Return exactly the lines that run from the one containing "filename src/infrastructure/mod.rs" to the end of the entries, with both ends included.

..........

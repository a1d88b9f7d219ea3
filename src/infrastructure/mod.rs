//! Infrastructure layer - external service implementations

pub mod image;
pub mod llm;
pub mod logging;
pub mod services;
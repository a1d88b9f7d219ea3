//! Dish image endpoint handler

use axum::extract::State;
use tracing::error;

use crate::api::state::AppState;
use crate::api::types::{non_blank, ApiError, ImagePromptRequest, ImageResponse, Json};
use crate::domain::DomainError;

/// POST /api/generate-image
pub async fn generate_image(
    State(state): State<AppState>,
    Json(request): Json<ImagePromptRequest>,
) -> Result<Json<ImageResponse>, ApiError> {
    let prompt = non_blank(request.prompt.as_deref())
        .ok_or_else(|| DomainError::validation("Please provide an image prompt."))?;

    let result = state
        .generation_service
        .generate_image(prompt)
        .await
        .map_err(|e| {
            error!(error = %e, "Image generation failed");
            ApiError::from(e)
        })?;

    Ok(Json(ImageResponse {
        success: true,
        image: result.image.to_src(),
        image_kind: result.image.kind(),
        provider: result.provider,
    }))
}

..........

Written response:
filename src/infrastructure/mod.rs
//! Infrastructure layer - external service implementations

pub mod image;
pub mod llm;
pub mod logging;
pub mod services;
repository a1d88b9f7d219ea3
//! Dish image endpoint handler

use axum::extract::State;
use tracing::error;

use crate::api::state::AppState;
use crate::api::types::{non_blank, ApiError, ImagePromptRequest, ImageResponse, Json};
use crate::domain::DomainError;

/// POST /api/generate-image
pub async fn generate_image(
    State(state): State<AppState>,
    Json(request): Json<ImagePromptRequest>,
) -> Result<Json<ImageResponse>, ApiError> {
    let prompt = non_blank(request.prompt.as_deref())
        .ok_or_else(|| DomainError::validation("Please provide an image prompt."))?;

    let result = state
        .generation_service
        .generate_image(prompt)
        .await
        .map_err(|e| {
            error!(error = %e, "Image generation failed");
            ApiError::from(e)
        })?;

    Ok(Json(ImageResponse {
        success: true,
        image: result.image.to_src(),
        image_kind: result.image.kind(),
        provider: result.provider,
    }))
}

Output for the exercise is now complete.